— Exercise description —
Write out the entries below exactly, from the first line to the one with "partition between them.", both ends included.

— Raw data —

Segment Open

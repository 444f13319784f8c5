//! Deterministic replica slot assignment

use std::collections::{HashMap, HashSet};

use gridmesh_cluster::Member;

use crate::foundation::{
    InternalPartition, PartitionReplica, MAX_BACKUP_COUNT, MAX_REPLICA_COUNT,
};

/// A set of members that must not hold more than one replica of the same
/// partition between them.
#[derive(Debug, Clone)]
pub struct MemberGroup {
    /// Members of the group, in deterministic order
    pub members: Vec<Member>,
}

/// Splits data members into groups for replica placement.
///
/// The arranger guarantees that no two replica slots of one partition land in
/// the same group, so grouping is where failure domains (hosts, zones) are
/// expressed.
pub trait MemberGroupStrategy: Send + Sync {
    /// Partition the data members into non-empty groups. Input order is not
    /// significant; output must be deterministic for a given member set.
    fn group_members(&self, data_members: &[Member]) -> Vec<MemberGroup>;
}

/// Default strategy: every data member forms its own group.
#[derive(Debug, Default)]
pub struct PerMemberGroupStrategy;

impl MemberGroupStrategy for PerMemberGroupStrategy {
    fn group_members(&self, data_members: &[Member]) -> Vec<MemberGroup> {
        let mut members = data_members.to_vec();
        members.sort_by_key(|m| (m.address, m.id));
        members
            .into_iter()
            .map(|m| MemberGroup { members: vec![m] })
            .collect()
    }
}

/// Number of replica slots to fill given the configured backup count and the
/// number of member groups.
pub fn replica_count(groups: usize, backup_count: usize) -> usize {
    if groups == 0 {
        return 0;
    }
    1 + backup_count.min(groups - 1).min(MAX_BACKUP_COUNT)
}

fn group_replica(groups: &[MemberGroup], group_index: usize, partition_index: usize) -> PartitionReplica {
    let group = &groups[group_index];
    let member = &group.members[(partition_index / groups.len()) % group.members.len()];
    PartitionReplica::from_member(member)
}

/// Compute a fresh assignment for `partition_count` partitions over the given
/// groups. Deterministic; no two slots of one partition share a group.
pub fn arrange_fresh(
    groups: &[MemberGroup],
    partition_count: usize,
    backup_count: usize,
) -> Vec<[Option<PartitionReplica>; MAX_REPLICA_COUNT]> {
    let slots = replica_count(groups.len(), backup_count);
    (0..partition_count)
        .map(|p| {
            let mut replicas = [None; MAX_REPLICA_COUNT];
            for (i, slot) in replicas.iter_mut().enumerate().take(slots) {
                *slot = Some(group_replica(groups, (p + i) % groups.len(), p));
            }
            replicas
        })
        .collect()
}

/// Compute a target assignment for the current table over the given groups.
///
/// Owners are kept where they are as long as their group stays within its
/// fair share, so movement is minimized while ownership still balances onto
/// every group. Backups are kept wherever their group is not already used by
/// the partition; holes are filled from the partition's deterministic
/// rotation.
pub fn rearrange(
    current: &[InternalPartition],
    groups: &[MemberGroup],
    backup_count: usize,
) -> Vec<[Option<PartitionReplica>; MAX_REPLICA_COUNT]> {
    let slots = replica_count(groups.len(), backup_count);
    if slots == 0 {
        return current.iter().map(|_| [None; MAX_REPLICA_COUNT]).collect();
    }

    let group_of: HashMap<PartitionReplica, usize> = groups
        .iter()
        .enumerate()
        .flat_map(|(index, group)| {
            group
                .members
                .iter()
                .map(move |m| (PartitionReplica::from_member(m), index))
        })
        .collect();

    // Fair owner share per group: the first `remainder` groups take one
    // extra.
    let base = current.len() / groups.len();
    let remainder = current.len() % groups.len();
    let quota: Vec<usize> = (0..groups.len())
        .map(|g| if g < remainder { base + 1 } else { base })
        .collect();
    let mut owner_load = vec![0usize; groups.len()];

    // Pass 1: keep owners whose group has quota left.
    let mut owners: Vec<Option<(PartitionReplica, usize)>> = current
        .iter()
        .map(|partition| {
            let replica = partition.owner()?;
            let &group = group_of.get(replica)?;
            if owner_load[group] < quota[group] {
                owner_load[group] += 1;
                Some((*replica, group))
            } else {
                None
            }
        })
        .collect();

    // Pass 2: give ownerless partitions to rotation groups with quota left.
    for (p, owner) in owners.iter_mut().enumerate() {
        if owner.is_none() {
            let group = (0..groups.len())
                .map(|k| (p + k) % groups.len())
                .find(|&g| owner_load[g] < quota[g]);
            if let Some(group) = group {
                owner_load[group] += 1;
                *owner = Some((group_replica(groups, group, p), group));
            }
        }
    }

    current
        .iter()
        .zip(owners)
        .enumerate()
        .map(|(p, (partition, owner))| {
            let mut replicas = [None; MAX_REPLICA_COUNT];
            let mut used_groups = HashSet::new();
            if let Some((replica, group)) = owner {
                replicas[0] = Some(replica);
                used_groups.insert(group);
            }

            // Keep current backups whose group is free for this partition.
            for i in 1..slots {
                if let Some(replica) = partition.replica(i) {
                    if let Some(&group) = group_of.get(replica) {
                        if used_groups.insert(group) {
                            replicas[i] = Some(*replica);
                        }
                    }
                }
            }

            // Fill the holes from the partition's deterministic rotation.
            let mut rotation = (0..groups.len())
                .map(|k| (p + k) % groups.len())
                .filter(|g| !used_groups.contains(g));
            for slot in replicas.iter_mut().take(slots).skip(1) {
                if slot.is_none() {
                    match rotation.next() {
                        Some(group) => *slot = Some(group_replica(groups, group, p)),
                        None => break,
                    }
                }
            }

            replicas
        })
        .collect()
}

#[cfg(test)]
mod tests {
    use super::*;
    use crate::foundation::PartitionId;
    use gridmesh_cluster::NodeId;

    fn members(count: u8) -> Vec<Member> {
        (1..=count)
            .map(|i| {
                Member::new(
                    format!("127.0.0.1:{}", 5700 + i as u16).parse().unwrap(),
                    NodeId::from_seed(i),
                )
            })
            .collect()
    }

    fn groups(count: u8) -> Vec<MemberGroup> {
        PerMemberGroupStrategy.group_members(&members(count))
    }

    #[test]
    fn fresh_arrangement_uses_distinct_members_per_partition() {
        let arrangement = arrange_fresh(&groups(3), 7, 1);
        assert_eq!(arrangement.len(), 7);

        for replicas in &arrangement {
            let assigned: Vec<_> = replicas.iter().flatten().collect();
            assert_eq!(assigned.len(), 2);
            assert_ne!(assigned[0], assigned[1]);
        }
    }

    #[test]
    fn backup_count_is_capped_by_group_count() {
        let arrangement = arrange_fresh(&groups(2), 7, 6);
        for replicas in &arrangement {
            assert_eq!(replicas.iter().flatten().count(), 2);
        }
    }

    #[test]
    fn fresh_arrangement_is_deterministic() {
        assert_eq!(arrange_fresh(&groups(3), 271, 1), arrange_fresh(&groups(3), 271, 1));
    }

    #[test]
    fn rearrange_preserves_surviving_owners() {
        let all_groups = groups(3);
        let fresh = arrange_fresh(&all_groups, 7, 1);
        let table: Vec<_> = fresh
            .iter()
            .enumerate()
            .map(|(p, replicas)| InternalPartition::with_replicas(PartitionId::new(p as u32), *replicas))
            .collect();

        let target = rearrange(&table, &all_groups, 1);
        for (p, partition) in table.iter().enumerate() {
            assert_eq!(target[p][0].as_ref(), partition.owner());
        }
    }

    #[test]
    fn rearrange_replaces_departed_members() {
        let all_groups = groups(3);
        let fresh = arrange_fresh(&all_groups, 7, 1);
        let table: Vec<_> = fresh
            .iter()
            .enumerate()
            .map(|(p, replicas)| InternalPartition::with_replicas(PartitionId::new(p as u32), *replicas))
            .collect();

        // Member 3 leaves; the remaining two members must cover everything.
        let survivors = groups(2);
        let target = rearrange(&table, &survivors, 1);

        let surviving: HashSet<_> = survivors
            .iter()
            .flat_map(|g| g.members.iter().map(PartitionReplica::from_member))
            .collect();
        for replicas in &target {
            let assigned: Vec<_> = replicas.iter().flatten().collect();
            assert_eq!(assigned.len(), 2);
            for replica in assigned {
                assert!(surviving.contains(replica));
            }
        }
    }
}
//! Membership directory trait

use std::net::SocketAddr;

use async_trait::async_trait;

use crate::node::{Member, MemberList, NodeId};
use crate::state::ClusterState;

/// Read-only view of cluster membership, provided by an external membership
/// service.
///
/// Implementations answer from their current view; none of these calls block
/// on the network. Membership *changes* are delivered to consumers as events
/// through their own entry points, not through this trait.
#[async_trait]
pub trait ClusterDirectory: Send + Sync {
    /// The member this process runs as
    fn local_member(&self) -> Member;

    /// Current member list snapshot
    async fn members(&self) -> MemberList;

    /// Address of the current master, if one is elected
    async fn master_address(&self) -> Option<SocketAddr>;

    /// Whether this node has completed joining the cluster
    async fn is_joined(&self) -> bool;

    /// Current cluster-wide state
    async fn cluster_state(&self) -> ClusterState;

    /// Whether (address, id) identifies a member that is currently missing
    /// but expected to rejoin
    async fn is_missing_member(&self, address: SocketAddr, id: NodeId) -> bool;

    /// Ask the membership service to publish the member list to the
    /// cluster. Invoked on the master when a peer reports replicas it does
    /// not know yet.
    async fn publish_member_list(&self);

    /// Whether the local member is the current master
    async fn is_master(&self) -> bool {
        self.master_address().await == Some(self.local_member().address)
    }

    /// Look up a member by address and id in the current view
    async fn find_member(&self, address: SocketAddr, id: NodeId) -> Option<Member> {
        self.members().await.find(address, id).cloned()
    }

    /// Look up a member by address alone
    async fn member_at(&self, address: SocketAddr) -> Option<Member> {
        self.members()
            .await
            .all()
            .iter()
            .find(|m| m.address == address)
            .cloned()
    }
}
//! Replica state checker
//!
//! Read-only safety predicate over the partition service. Nothing here
//! mutates state.

use std::sync::Arc;
use std::time::Duration;

use tracing::{debug, trace};

use gridmesh_cluster::ClusterDirectory;

use crate::foundation::MAX_BACKUP_COUNT;
use crate::messages::{PartitionRequest, PartitionResponse};
use crate::rpc::PartitionRpc;
use crate::services::migration::MigrationManager;
use crate::services::replica::ReplicaManager;
use crate::services::state::arranger;
use crate::services::state::PartitionStateManager;

const ONGOING_MIGRATION_CHECK_TIMEOUT: Duration = Duration::from_secs(1);

/// Safety classification of the partition service on this member.
#[derive(Debug, Clone, Copy, PartialEq, Eq)]
pub enum PartitionServiceState {
    /// Initialized, no migrations anywhere, all configured replicas filled
    Safe,

    /// No migrations, but the cluster cannot currently hold the configured
    /// replica count (or nothing is assigned yet)
    SafeWithReplicasMissing,

    /// Replicas that the cluster could hold are not yet in place or synced
    ReplicaNotSynced,

    /// A migration is active or queued on this member
    MigrationLocal,

    /// The master reports migrations in flight
    MigrationOnMaster,
}

/// Computes the [`PartitionServiceState`] of this member.
pub struct PartitionReplicaStateChecker {
    backup_count: usize,
    cluster: Arc<dyn ClusterDirectory>,
    rpc: Arc<dyn PartitionRpc>,
    state_manager: Arc<PartitionStateManager>,
    migration_manager: Arc<MigrationManager>,
    replica_manager: Arc<ReplicaManager>,
}

impl PartitionReplicaStateChecker {
    /// Create a checker over the given managers
    pub fn new(
        backup_count: usize,
        cluster: Arc<dyn ClusterDirectory>,
        rpc: Arc<dyn PartitionRpc>,
        state_manager: Arc<PartitionStateManager>,
        migration_manager: Arc<MigrationManager>,
        replica_manager: Arc<ReplicaManager>,
    ) -> Self {
        Self {
            backup_count,
            cluster,
            rpc,
            state_manager,
            migration_manager,
            replica_manager,
        }
    }

    /// Classify the current state
    pub async fn service_state(&self) -> PartitionServiceState {
        if !self.state_manager.is_initialized().await {
            return PartitionServiceState::SafeWithReplicasMissing;
        }

        if self.migration_manager.has_ongoing_migration().await {
            return PartitionServiceState::MigrationLocal;
        }

        if !self.cluster.is_master().await && self.has_ongoing_migration_on_master().await {
            return PartitionServiceState::MigrationOnMaster;
        }

        let groups = self
            .state_manager
            .available_groups(&Default::default())
            .await
            .len();
        let configured = self.backup_count.min(MAX_BACKUP_COUNT);
        let achievable = arranger::replica_count(groups, self.backup_count).saturating_sub(1);

        if !self.replica_manager.ongoing_replica_sync_requests().await.is_empty()
            || !self
                .replica_manager
                .scheduled_replica_sync_requests()
                .await
                .is_empty()
        {
            return PartitionServiceState::ReplicaNotSynced;
        }

        for partition in self.state_manager.partitions_copy().await {
            for index in 0..=achievable {
                if partition.replica(index).is_none() {
                    trace!(
                        partition = %partition.partition_id(),
                        replica_index = index,
                        "replica slot not yet filled"
                    );
                    return PartitionServiceState::ReplicaNotSynced;
                }
            }
        }

        if achievable < configured {
            return PartitionServiceState::SafeWithReplicasMissing;
        }

        PartitionServiceState::Safe
    }

    /// Whether the master reports migrations in flight. Conservative: an
    /// unreachable master counts as ongoing.
    pub async fn has_ongoing_migration_on_master(&self) -> bool {
        let Some(master) = self.cluster.master_address().await else {
            return true;
        };
        match self
            .rpc
            .request_with_timeout(
                master,
                PartitionRequest::HasOngoingMigration,
                ONGOING_MIGRATION_CHECK_TIMEOUT,
            )
            .await
        {
            Ok(PartitionResponse::OngoingMigration(ongoing)) => ongoing,
            Ok(response) => {
                debug!(?response, "unexpected ongoing-migration response");
                true
            }
            Err(error) => {
                debug!(%error, "could not check migrations on master");
                true
            }
        }
    }
}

Segment Closed

— Response to this task —
repository 444f13319784f8c5
//! Deterministic replica slot assignment

use std::collections::{HashMap, HashSet};

use gridmesh_cluster::Member;

use crate::foundation::{
    InternalPartition, PartitionReplica, MAX_BACKUP_COUNT, MAX_REPLICA_COUNT,
};

/// A set of members that must not hold more than one replica of the same
/// partition between them.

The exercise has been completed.